That is the one important question for you and for me. The answer we give determines our eternal fate. In The Great Divorce, C.S. Lewis cuts thru much of the fog. He takes up the usual objections to the doctrine of heaven and hell. While our life here always appears to be shades of gray, he shows that when all is said and done gray is simply a mixing of black and white. As if pulled from each other by a powerful color separator, they will stand apart. Jesus himself describes the sifting of wheat from chaff, the scrap fish from the profitable ones. What looks confused now will become clear on that day. The four last things are: death, judgment, heaven and hell (cf. Catechism 1020). After we die, each one of us will be judged and that judgment will involve either heaven or hell*.
Having said this, I do not want to give the wrong idea. Judgment is not final until the moment of death. I say this because there are people who have already assigned themselves to either heaven or hell. About those certain they will go to heaven and consider there is no chance they could wind up in hell, I will only say, Beware of presumption. Even St. Paul said he worked out his salvation in fear and trembling.

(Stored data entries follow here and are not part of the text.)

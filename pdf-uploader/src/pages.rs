//! Browser pages and the registry that keeps them alive between requests.

use crate::config::PageSettings;
use crate::controllers::{
    notification_channel, ListingController, NotificationInbox, PageCoordinator, ReloadListener,
    UploadController,
};
use crate::models::Notification;
use crate::services::FilesApi;
use crate::AppState;
use axum::{
    async_trait,
    extract::FromRequestParts,
    http::request::Parts,
};
use chrono::Utc;
use dashmap::DashMap;
use service_core::error::AppError;
use std::ops::Deref;
use std::sync::atomic::{AtomicI64, Ordering};
use std::sync::Arc;
use std::time::Duration;
use tokio::sync::{Mutex, OnceCell};
use tokio::task::JoinHandle;
use tokio_util::sync::CancellationToken;
use tower_sessions::Session;
use uuid::Uuid;

/// Session key holding the most recently loaded page id.
pub const PAGE_ID_KEY: &str = "page_id";

/// Header carrying the page id of the document that sent the request.
pub const PAGE_ID_HEADER: &str = "x-page-id";

/// One loaded document: both panels, their coordinator and the toast queue.
pub struct Page {
    id: Uuid,
    upload: UploadController,
    listing: ListingController,
    _coordinator: PageCoordinator,
    inbox: Mutex<NotificationInbox>,
    reloads: Mutex<ReloadListener>,
    reload_task: JoinHandle<()>,
    loaded: OnceCell<()>,
    last_seen_ms: AtomicI64,
}

impl Page {
    /// Must be called inside a tokio runtime; spawns the reload watcher.
    pub fn new(id: Uuid, api: Arc<dyn FilesApi>, page_size: u32) -> Self {
        let coordinator = PageCoordinator::new();
        let (notifier, inbox) = notification_channel();

        let upload = UploadController::new(api.clone(), notifier.clone(), coordinator.trigger());
        let listing = ListingController::new(api, notifier, page_size);
        let reload_task = listing.watch_reloads(coordinator.listener());
        let reloads = coordinator.listener();

        Self {
            id,
            upload,
            listing,
            _coordinator: coordinator,
            inbox: Mutex::new(inbox),
            reloads: Mutex::new(reloads),
            reload_task,
            loaded: OnceCell::new(),
            last_seen_ms: AtomicI64::new(Utc::now().timestamp_millis()),
        }
    }

    pub fn id(&self) -> Uuid {
        self.id
    }

    pub fn upload(&self) -> &UploadController {
        &self.upload
    }

    pub fn listing(&self) -> &ListingController {
        &self.listing
    }

    /// Fetch the first listing page exactly once per page.
    pub async fn ensure_loaded(&self) {
        self.loaded
            .get_or_init(|| async {
                tracing::debug!(page_id = %self.id, "Initial listing fetch");
                self.listing.fetch_page().await;
            })
            .await;
    }

    /// Refetch if a reload fired since the last catch-up, then wait for the
    /// newest list request so the caller renders post-reload rows even when
    /// the reload watcher has not run yet.
    pub async fn catch_up_reload(&self) {
        let pending = self.reloads.lock().await.take_pending_edge();
        if pending {
            tracing::debug!(page_id = %self.id, "Catching up on reload");
            self.listing.fetch_page().await;
            self.listing.settled().await;
        }
    }

    pub fn touch(&self) {
        self.last_seen_ms
            .store(Utc::now().timestamp_millis(), Ordering::Relaxed);
    }

    fn idle_for(&self, now_ms: i64) -> Duration {
        let idle_ms = now_ms.saturating_sub(self.last_seen_ms.load(Ordering::Relaxed));
        Duration::from_millis(idle_ms.max(0) as u64)
    }

    pub async fn drain_notifications(&self) -> Vec<Notification> {
        self.inbox.lock().await.drain()
    }

    pub fn shutdown(&self) {
        self.listing.shutdown();
        self.reload_task.abort();
    }
}

pub struct PageRegistry {
    pages: DashMap<Uuid, Arc<Page>>,
    api: Arc<dyn FilesApi>,
    page_size: u32,
}

impl PageRegistry {
    pub fn new(api: Arc<dyn FilesApi>, page_size: u32) -> Self {
        Self {
            pages: DashMap::new(),
            api,
            page_size,
        }
    }

    /// A fresh page for a newly loaded document.
    pub fn open(&self) -> Arc<Page> {
        self.get_or_create(None)
    }

    /// The page stored under `id`, or a fresh one. An unknown id (for
    /// example one evicted by the sweeper) is reused for the new page.
    pub fn get_or_create(&self, id: Option<Uuid>) -> Arc<Page> {
        let id = id.unwrap_or_else(Uuid::new_v4);
        let page = self
            .pages
            .entry(id)
            .or_insert_with(|| {
                tracing::info!(page_id = %id, "Page opened");
                Arc::new(Page::new(id, self.api.clone(), self.page_size))
            })
            .clone();
        page.touch();
        page
    }

    pub fn get(&self, id: &Uuid) -> Option<Arc<Page>> {
        self.pages.get(id).map(|entry| entry.value().clone())
    }

    pub fn len(&self) -> usize {
        self.pages.len()
    }

    pub fn is_empty(&self) -> bool {
        self.pages.is_empty()
    }

    /// Evict and shut down every page idle for longer than `idle`.
    pub fn sweep(&self, idle: Duration) -> usize {
        self.sweep_at(Utc::now().timestamp_millis(), idle)
    }

    fn sweep_at(&self, now_ms: i64, idle: Duration) -> usize {
        let expired: Vec<Uuid> = self
            .pages
            .iter()
            .filter(|entry| entry.value().idle_for(now_ms) > idle)
            .map(|entry| *entry.key())
            .collect();

        for id in &expired {
            if let Some((_, page)) = self.pages.remove(id) {
                page.shutdown();
                tracing::info!(page_id = %id, "Idle page evicted");
            }
        }
        expired.len()
    }

    pub fn spawn_sweeper(
        self: &Arc<Self>,
        settings: &PageSettings,
        shutdown: CancellationToken,
    ) -> JoinHandle<()> {
        let registry = Arc::clone(self);
        let idle = Duration::from_secs(settings.idle_timeout_seconds);
        let period = Duration::from_secs(settings.sweep_interval_seconds.max(1));

        tokio::spawn(async move {
            let mut ticker = tokio::time::interval(period);
            loop {
                tokio::select! {
                    _ = shutdown.cancelled() => break,
                    _ = ticker.tick() => {
                        let evicted = registry.sweep(idle);
                        if evicted > 0 {
                            tracing::debug!(evicted, remaining = registry.len(), "Page sweep");
                        }
                    }
                }
            }
        })
    }

    pub fn shutdown_all(&self) {
        for entry in self.pages.iter() {
            entry.value().shutdown();
        }
        self.pages.clear();
    }
}

/// The caller's page: the `x-page-id` header when the document sent one,
/// otherwise the last page loaded in this session.
pub struct CurrentPage(pub Arc<Page>);

impl Deref for CurrentPage {
    type Target = Page;

    fn deref(&self) -> &Page {
        &self.0
    }
}

#[async_trait]
impl FromRequestParts<AppState> for CurrentPage {
    type Rejection = AppError;

    async fn from_request_parts(parts: &mut Parts, state: &AppState) -> Result<Self, Self::Rejection> {
        let session = Session::from_request_parts(parts, state)
            .await
            .map_err(|(_, msg)| AppError::InternalError(anyhow::anyhow!(msg)))?;

        let from_header = parts
            .headers
            .get(PAGE_ID_HEADER)
            .and_then(|value| value.to_str().ok())
            .and_then(|value| Uuid::parse_str(value).ok());
        if let Some(id) = from_header {
            return Ok(CurrentPage(state.pages.get_or_create(Some(id))));
        }

        let stored: Option<Uuid> = session
            .get(PAGE_ID_KEY)
            .await
            .map_err(|e| AppError::InternalError(anyhow::anyhow!("Session read failed: {}", e)))?;

        let page = state.pages.get_or_create(stored);
        if stored != Some(page.id()) {
            remember_page(&session, &page).await?;
        }

        Ok(CurrentPage(page))
    }
}

/// Make `page` the session's fallback for requests without a page header.
pub async fn remember_page(session: &Session, page: &Page) -> Result<(), AppError> {
    session
        .insert(PAGE_ID_KEY, page.id())
        .await
        .map_err(|e| AppError::InternalError(anyhow::anyhow!("Session write failed: {}", e)))
}

#[cfg(test)]
mod tests {
    use super::*;
    use crate::controllers::fake::{page_of, FakeFilesApi};

    fn registry() -> (Arc<FakeFilesApi>, Arc<PageRegistry>) {
        let api = FakeFilesApi::new();
        let registry = Arc::new(PageRegistry::new(api.clone(), 7));
        (api, registry)
    }

    #[tokio::test]
    async fn same_id_returns_same_page() {
        let (_api, registry) = registry();

        let first = registry.get_or_create(None);
        let again = registry.get_or_create(Some(first.id()));

        assert!(Arc::ptr_eq(&first, &again));
        assert_eq!(registry.len(), 1);
    }

    #[tokio::test]
    async fn unknown_id_is_reused_for_new_page() {
        let (_api, registry) = registry();
        let id = Uuid::new_v4();

        let page = registry.get_or_create(Some(id));

        assert_eq!(page.id(), id);
        assert!(registry.get(&id).is_some());
    }

    #[tokio::test]
    async fn initial_fetch_happens_once() {
        let (api, registry) = registry();
        api.push_list(Ok(page_of(&["a.pdf"], 1)));
        let page = registry.get_or_create(None);

        page.ensure_loaded().await;
        page.ensure_loaded().await;

        assert_eq!(api.list_count(), 1);
        assert_eq!(page.listing().view().await.rows.len(), 1);
    }

    #[tokio::test]
    async fn upload_on_a_page_refreshes_its_listing() {
        let (api, registry) = registry();
        let page = registry.get_or_create(None);
        page.upload()
            .select_files(vec![crate::controllers::fake::pdf("a.pdf", 4)])
            .await
            .unwrap();

        page.upload().upload().await.unwrap();

        tokio::time::timeout(Duration::from_secs(1), async {
            while api.list_count() < 1 {
                tokio::time::sleep(Duration::from_millis(5)).await;
            }
        })
        .await
        .unwrap();
        assert_eq!(
            page.drain_notifications().await,
            vec![Notification::success("Files uploaded successfully!")]
        );
    }

    #[tokio::test]
    async fn open_always_creates_a_new_page() {
        let (_api, registry) = registry();

        let first = registry.open();
        let second = registry.open();

        assert_ne!(first.id(), second.id());
        assert_eq!(registry.len(), 2);
    }

    #[tokio::test]
    async fn catch_up_refetches_once_after_a_reload() {
        let (api, registry) = registry();
        let page = registry.get_or_create(None);
        page.reload_task.abort();
        page.upload()
            .select_files(vec![crate::controllers::fake::pdf("new.pdf", 4)])
            .await
            .unwrap();
        page.upload().upload().await.unwrap();
        api.push_list(Ok(page_of(&["new.pdf"], 1)));

        page.catch_up_reload().await;
        page.catch_up_reload().await;

        assert_eq!(api.list_count(), 1);
        assert_eq!(page.listing().view().await.rows[0].filename, "new.pdf");
    }

    #[tokio::test]
    async fn sweep_evicts_only_idle_pages_and_shuts_them_down() {
        let (_api, registry) = registry();
        let stale = registry.get_or_create(None);
        let now = Utc::now().timestamp_millis();
        stale.last_seen_ms.store(now - 10_000, Ordering::Relaxed);
        let fresh = registry.get_or_create(None);

        let evicted = registry.sweep_at(now, Duration::from_secs(5));

        assert_eq!(evicted, 1);
        assert!(registry.get(&stale.id()).is_none());
        assert!(registry.get(&fresh.id()).is_some());
        assert!(stale.listing().is_shut_down());
        assert!(!fresh.listing().is_shut_down());
    }

    #[tokio::test]
    async fn shutdown_all_empties_registry() {
        let (_api, registry) = registry();
        let page = registry.get_or_create(None);

        registry.shutdown_all();

        assert!(registry.is_empty());
        assert!(page.listing().is_shut_down());
    }
}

I would like to address myself more to those who have concluded they are lost, that there is no chance for them. They have fallen into despair. (Archbishop Flores once said that despair is the only real sin. A hyperbole, but expressing a great truth.) In my years as a priest, I have been amazed by how many people consider that they have committed the unforgivable sin. It may have been some act of blasphemy or sacrilege. It may have been adultery or pedophilia. Perhaps the most common today is the woman who has procured an abortion. She feels that because she has killed her own child, she is eternally condemned. That there is an uncrossable abyss between her and God. This Sunday I have invited to Holy Family Parish a woman who discovered that is not true. Her testimony is not just for women like her who have undergone an abortion. She is a reminder that while we live in this body, there is always hope. Jesus can pick us out of the abyss and bring us home to the Father. I ask you to give your attention to this representative from Project Rachel, to warmly welcome "Liane."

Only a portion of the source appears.